In large companies, the HR department can be very complex and can be divided into several different sections.

  • Job Function: Includes the activities related to workforce planning. Its tasks are: planning template, description of jobs, professional profile of candidates for a job, training, recruitment of staff, reception and integration of new staff, handling suspension of employment, redundancy processing.
  • Personnel Management Function: It performs the following administrative tasks: choice and formalization of contracts, management of payroll and social insurance, management of leave, holidays, overtime, sick leave, staff mobility, absenteeism control, and discipline.
  • Role Pay: Study formulas for pay, incentives, and wage levels of different occupational categories: wage structure, fixed and variable ins, “pay in kind,” diets, movement, and locomotion.
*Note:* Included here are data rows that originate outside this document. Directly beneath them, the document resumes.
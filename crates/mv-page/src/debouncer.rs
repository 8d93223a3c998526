//! Scan debouncing.
//!
//! Bursts of mutation batches collapse into one re-scan. Only one deadline
//! is pending at a time and later triggers do not push it back, so a scan
//! always runs one window after the first trigger of a burst.

use std::time::Duration;

use tokio::time::Instant;

/// Default debounce window.
pub const DEFAULT_DEBOUNCE: Duration = Duration::from_millis(100);

/// Single-deadline debouncer for page re-scans.
#[derive(Debug, Clone)]
pub struct ScanDebouncer {
    window: Duration,
    deadline: Option<Instant>,
}

impl Default for ScanDebouncer {
    fn default() -> Self {
        Self::new(DEFAULT_DEBOUNCE)
    }
}

impl ScanDebouncer {
    /// Create a debouncer with the given window.
    #[must_use]
    pub fn new(window: Duration) -> Self {
        Self {
            window,
            deadline: None,
        }
    }

    /// Schedule a scan one window from now, unless one is already pending.
    ///
    /// Returns whether a new deadline was set.
    pub fn schedule(&mut self) -> bool {
        if self.deadline.is_some() {
            return false;
        }
        self.deadline = Some(Instant::now() + self.window);
        true
    }

    /// Pending deadline, if any.
    #[must_use]
    pub fn deadline(&self) -> Option<Instant> {
        self.deadline
    }

    #[must_use]
    pub fn is_pending(&self) -> bool {
        self.deadline.is_some()
    }

    /// Clear the deadline if it has passed, returning whether it had.
    pub fn take_due(&mut self) -> bool {
        match self.deadline {
            Some(deadline) if deadline <= Instant::now() => {
                self.deadline = None;
                true
            }
            _ => false,
        }
    }

    /// Drop any pending deadline.
    pub fn cancel(&mut self) {
        self.deadline = None;
    }
}

#[cfg(test)]
mod tests {
    use super::*;
    use pretty_assertions::assert_eq;

    #[tokio::test(start_paused = true)]
    async fn test_due_after_window() {
        let mut debouncer = ScanDebouncer::new(Duration::from_millis(100));
        assert!(debouncer.schedule());
        assert!(!debouncer.take_due());

        tokio::time::advance(Duration::from_millis(99)).await;
        assert!(!debouncer.take_due());

        tokio::time::advance(Duration::from_millis(1)).await;
        assert!(debouncer.take_due());
        assert!(!debouncer.is_pending());
        assert!(!debouncer.take_due());
    }

    #[tokio::test(start_paused = true)]
    async fn test_later_triggers_keep_first_deadline() {
        let mut debouncer = ScanDebouncer::default();
        debouncer.schedule();
        let first = debouncer.deadline();

        tokio::time::advance(Duration::from_millis(60)).await;
        assert!(!debouncer.schedule());
        assert_eq!(debouncer.deadline(), first);

        tokio::time::advance(Duration::from_millis(40)).await;
        assert!(debouncer.take_due());
    }

    #[tokio::test(start_paused = true)]
    async fn test_cancel() {
        let mut debouncer = ScanDebouncer::default();
        debouncer.schedule();
        debouncer.cancel();
        tokio::time::advance(Duration::from_millis(200)).await;
        assert!(!debouncer.take_due());
        assert_eq!(debouncer.deadline(), None);
    }
}
//! Renderer adapter: one-time library setup and render-or-error calls.

use mv_dom::Document;

use crate::consts::DIAGRAM_ID_PREFIX;
use crate::library::{DiagramLibrary, LibraryError, LibraryOptions};
use crate::theme::{Theme, detect_theme};

/// Initialization state of a [`RendererAdapter`].
#[derive(Debug, Clone, Copy, Default, PartialEq, Eq)]
pub struct RendererState {
    /// Whether the library has been configured.
    pub initialized: bool,
    /// Theme the library was configured with.
    pub theme: Theme,
}

/// Result of a render call. Faults never escape as errors.
#[derive(Debug, Clone, PartialEq, Eq)]
pub enum RenderOutcome {
    /// Generated diagram markup.
    Markup(String),
    /// Human-readable fault message.
    Error(String),
}

/// Wraps a [`DiagramLibrary`] with initialization state and id generation.
///
/// The adapter owns its [`RendererState`] and id counter, so two adapters
/// never share configuration.
#[derive(Debug)]
pub struct RendererAdapter<L> {
    library: L,
    state: RendererState,
    next_id: u64,
}

impl<L: DiagramLibrary> RendererAdapter<L> {
    /// Create an uninitialized adapter.
    pub fn new(library: L) -> Self {
        Self {
            library,
            state: RendererState::default(),
            next_id: 0,
        }
    }

    /// Current initialization state.
    #[must_use]
    pub fn state(&self) -> RendererState {
        self.state
    }

    /// The wrapped library.
    pub fn library(&self) -> &L {
        &self.library
    }

    /// Configure the library with the host's theme. Only the first call has an effect.
    pub fn initialize<D: Document + ?Sized>(&mut self, doc: &D) {
        if self.state.initialized {
            return;
        }
        let theme = detect_theme(doc);
        self.library.initialize(&LibraryOptions::for_theme(theme));
        self.state = RendererState {
            initialized: true,
            theme,
        };
        tracing::info!(theme = theme.as_str(), "Initialized diagram library");
    }

    /// Reset and configure again, picking up a changed host theme.
    pub fn reinitialize<D: Document + ?Sized>(&mut self, doc: &D) {
        self.state.initialized = false;
        self.initialize(doc);
    }

    /// Render notation, converting faults into [`RenderOutcome::Error`].
    ///
    /// Each call uses a fresh diagram id; ids are never reused by one adapter.
    pub async fn render<D: Document + ?Sized>(&mut self, doc: &D, text: &str) -> RenderOutcome {
        self.initialize(doc);
        self.next_id += 1;
        let id = format!("{DIAGRAM_ID_PREFIX}{}", self.next_id);

        match self.library.render(&id, text).await {
            Ok(markup) => {
                tracing::debug!(%id, "Rendered diagram");
                RenderOutcome::Markup(markup)
            }
            Err(e) => {
                tracing::debug!(%id, error = %e, "Diagram render failed");
                RenderOutcome::Error(e.to_string())
            }
        }
    }

    /// Whether the notation parses.
    pub async fn validate(&self, text: &str) -> bool {
        self.parse(text).await.is_ok()
    }

    /// Parse-only pass that keeps the library's error message.
    ///
    /// # Errors
    ///
    /// Returns [`LibraryError`] for notation the library rejects.
    pub async fn parse(&self, text: &str) -> Result<(), LibraryError> {
        self.library.parse(text).await
    }
}

#[cfg(test)]
mod tests {
    use super::*;
    use crate::MockLibrary;
    use mv_dom::MemoryDocument;
    use pretty_assertions::assert_eq;

    #[tokio::test]
    async fn test_initialize_once() {
        let doc = MemoryDocument::new();
        let library = MockLibrary::new();
        let mut renderer = RendererAdapter::new(library.clone());

        assert!(!renderer.state().initialized);
        renderer.initialize(&doc);
        renderer.initialize(&doc);
        renderer.render(&doc, "graph TD").await;

        assert!(renderer.state().initialized);
        assert_eq!(library.initialize_count(), 1);
        let options = library.last_options().unwrap();
        assert_eq!(options.theme, Theme::Default);
        assert!(!options.start_on_load);
    }

    #[tokio::test]
    async fn test_reinitialize_picks_up_theme() {
        let mut doc = MemoryDocument::new();
        let library = MockLibrary::new();
        let mut renderer = RendererAdapter::new(library.clone());
        renderer.initialize(&doc);

        let root = doc.document_element();
        doc.add_class(root, "dark").unwrap();
        renderer.initialize(&doc);
        assert_eq!(renderer.state().theme, Theme::Default);

        renderer.reinitialize(&doc);
        assert_eq!(renderer.state().theme, Theme::Dark);
        assert_eq!(library.initialize_count(), 2);
        assert_eq!(library.last_options().unwrap().theme, Theme::Dark);
    }

    #[tokio::test]
    async fn test_render_ids_are_unique() {
        let doc = MemoryDocument::new();
        let library = MockLibrary::new();
        let mut renderer = RendererAdapter::new(library.clone());

        renderer.render(&doc, "graph TD").await;
        renderer.render(&doc, "graph TD").await;
        renderer.render(&doc, "pie\ntitle P").await;

        assert_eq!(
            library.rendered_ids(),
            vec!["mermaid-diagram-1", "mermaid-diagram-2", "mermaid-diagram-3"]
        );
    }

    #[tokio::test]
    async fn test_render_failure_becomes_error() {
        let doc = MemoryDocument::new();
        let library = MockLibrary::new().fail_on("INVALID");
        let mut renderer = RendererAdapter::new(library);

        let outcome = renderer.render(&doc, "graph TD\n INVALID").await;
        assert_eq!(
            outcome,
            RenderOutcome::Error("Parse error: unexpected INVALID".to_owned())
        );
    }

    #[tokio::test]
    async fn test_render_failure_without_message() {
        let doc = MemoryDocument::new();
        let library = MockLibrary::new().fail_without_message_on("BROKEN");
        let mut renderer = RendererAdapter::new(library);

        let outcome = renderer.render(&doc, "BROKEN").await;
        assert_eq!(
            outcome,
            RenderOutcome::Error("Unknown error rendering diagram".to_owned())
        );
    }

    #[tokio::test]
    async fn test_validate_is_independent_of_render() {
        let library = MockLibrary::new().fail_on("INVALID");
        let renderer = RendererAdapter::new(library.clone());

        assert!(renderer.validate("graph TD\n A --> B").await);
        assert!(!renderer.validate("INVALID").await);
        assert_eq!(library.parse_count(), 2);
        assert_eq!(library.render_count(), 0);
        assert!(!renderer.state().initialized);
    }

    #[tokio::test]
    async fn test_parse_keeps_error_message() {
        let renderer = RendererAdapter::new(MockLibrary::new().fail_on("INVALID"));

        assert!(renderer.parse("graph TD\n A --> B").await.is_ok());
        let err = renderer.parse("graph TD\n INVALID").await.unwrap_err();
        assert!(err.message().contains("INVALID"), "{}", err.message());
    }
}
  • Role of HR Development: Includes the following activities: creating training plans and implementing them, studying the potential of staff, assessing motivation, checking the performance of tasks, encouraging participation, and studying the causes of absenteeism.
  • Labor Relations Function: Responsible for resolving labor issues such as health and safety with workers. To balance inequalities in workers of the same company and try to achieve a balance of a pleasant working environment. Recruitment, wage policy, labor disputes (discipline, working conditions), collective bargaining, etc.
  • Social Services Function: Manage services created by the company or contracted to other companies. These are intended to benefit workers and improve the working environment: shops, child care, holiday homes, study grants and aid, enterprise medical services, group life insurance, supplementary pension insurance, sickness insurance, sports clubs, and recreation centers, etc.